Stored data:
__________________________________________________
//! Settings update handlers

use iced::Task;

use crate::app::message::Message;
use crate::app::state::App;
use crate::i18n::{Language, Locale};

impl App {
    pub fn handle_settings(&mut self, message: &Message) -> Option<Task<Message>> {
        match message {
            Message::UpdateDarkMode(enabled) => {
                self.core.settings.display.dark_mode = *enabled;
                tracing::info!("Dark mode: {}", enabled);
                Some(Task::perform(async { Message::SaveSettings }, |m| m))
            }
            Message::UpdateAppLanguage(language) => {
                self.core.settings.display.language = language.clone();
                // Update locale for i18n
                let lang = if language == "en" {
                    Language::English
                } else {
                    Language::Spanish
                };
                self.core.locale = Locale::new(lang);
                tracing::info!("Language changed to: {}", language);
                Some(Task::perform(async { Message::SaveSettings }, |m| m))
            }
            Message::SaveSettings => {
                if let Err(e) = self.core.settings.save() {
                    tracing::error!("Failed to save settings: {}", e);
                } else {
                    tracing::info!("Settings saved successfully");
                }
                Some(Task::none())
            }
            _ => None,
        }
    }
}

#[cfg(test)]
mod tests {
    use super::*;
    use crate::app::state::{CoreState, UiState};
    use crate::features::{FormFields, Settings};

    fn test_app() -> App {
        App {
            core: CoreState::new(Settings::default(), Locale::default()),
            form: FormFields::default(),
            ui: UiState::new(),
        }
    }

    #[test]
    fn dark_mode_update_flips_the_flag() {
        let mut app = test_app();
        assert!(!app.core.settings.display.dark_mode);

        let task = app.handle_settings(&Message::UpdateDarkMode(true));
        assert!(task.is_some(), "handler must schedule a settings save");
        assert!(app.core.settings.display.dark_mode);

        let _ = app.handle_settings(&Message::UpdateDarkMode(false));
        assert!(!app.core.settings.display.dark_mode);
    }

    #[test]
    fn language_update_switches_the_locale() {
        let mut app = test_app();
        assert_eq!(app.core.locale.language, Language::Spanish);

        let task = app.handle_settings(&Message::UpdateAppLanguage("en".to_string()));
        assert!(task.is_some(), "handler must schedule a settings save");
        assert_eq!(app.core.settings.display.language, "en");
        assert_eq!(app.core.locale.language, Language::English);

        let _ = app.handle_settings(&Message::UpdateAppLanguage("es".to_string()));
        assert_eq!(app.core.locale.language, Language::Spanish);
    }

    #[test]
    fn unknown_language_codes_fall_back_to_spanish() {
        let mut app = test_app();
        let _ = app.handle_settings(&Message::UpdateAppLanguage("fr".to_string()));
        assert_eq!(app.core.locale.language, Language::Spanish);
    }

    #[test]
    fn form_messages_are_not_handled_here() {
        let mut app = test_app();
        assert!(app.handle_settings(&Message::SubmitForm).is_none());
        assert!(app.handle_settings(&Message::DismissAlert).is_none());
    }
}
__________________________________________________
Your task
An exact, complete copy of the data is the only acceptable answer.

Solution to the exercise
//! Settings update handlers

use iced::Task;

use crate::app::message::Message;
use crate::app::state::App;
use crate::i18n::{Language, Locale};

impl App {
    pub fn handle_settings(&mut self, message: &Message) -> Option<Task<Message>> {
        match message {
            Message::UpdateDarkMode(enabled) => {
                self.core.settings.display.dark_mode = *enabled;
                tracing::info!("Dark mode: {}", enabled);
                Some(Task::perform(async { Message::SaveSettings }, |m| m))
            }
            Message::UpdateAppLanguage(language) => {
                self.core.settings.display.language = language.clone();
                // Update locale for i18n
                let lang = if language == "en" {
                    Language::English
                } else {
                    Language::Spanish
                };
                self.core.locale = Locale::new(lang);
                tracing::info!("Language changed to: {}", language);
                Some(Task::perform(async { Message::SaveSettings }, |m| m))
            }
            Message::SaveSettings => {
                if let Err(e) = self.core.settings.save() {
                    tracing::error!("Failed to save settings: {}", e);
                } else {
                    tracing::info!("Settings saved successfully");
                }
                Some(Task::none())
            }
            _ => None,
        }
    }
}

#[cfg(test)]
mod tests {
    use super::*;
    use crate::app::state::{CoreState, UiState};
    use crate::features::{FormFields, Settings};

    fn test_app() -> App {
        App {
            core: CoreState::new(Settings::default(), Locale::default()),
            form: FormFields::default(),
            ui: UiState::new(),
        }
    }

    #[test]
    fn dark_mode_update_flips_the_flag() {
        let mut app = test_app();
        assert!(!app.core.settings.display.dark_mode);

        let task = app.handle_settings(&Message::UpdateDarkMode(true));
        assert!(task.is_some(), "handler must schedule a settings save");
        assert!(app.core.settings.display.dark_mode);

        let _ = app.handle_settings(&Message::UpdateDarkMode(false));
        assert!(!app.core.settings.display.dark_mode);
    }

    #[test]
    fn language_update_switches_the_locale() {
        let mut app = test_app();
        assert_eq!(app.core.locale.language, Language::Spanish);

        let task = app.handle_settings(&Message::UpdateAppLanguage("en".to_string()));
        assert!(task.is_some(), "handler must schedule a settings save");
        assert_eq!(app.core.settings.display.language, "en");
        assert_eq!(app.core.locale.language, Language::English);

        let _ = app.handle_settings(&Message::UpdateAppLanguage("es".to_string()));
        assert_eq!(app.core.locale.language, Language::Spanish);
    }

    #[test]
    fn unknown_language_codes_fall_back_to_spanish() {
        let mut app = test_app();
        let _ = app.handle_settings(&Message::UpdateAppLanguage("fr".to_string()));
        assert_eq!(app.core.locale.language, Language::Spanish);
    }

    #[test]
    fn form_messages_are_not_handled_here() {
        let mut app = test_app();
        assert!(app.handle_settings(&Message::SubmitForm).is_none());
        assert!(app.handle_settings(&Message::DismissAlert).is_none());
    }
}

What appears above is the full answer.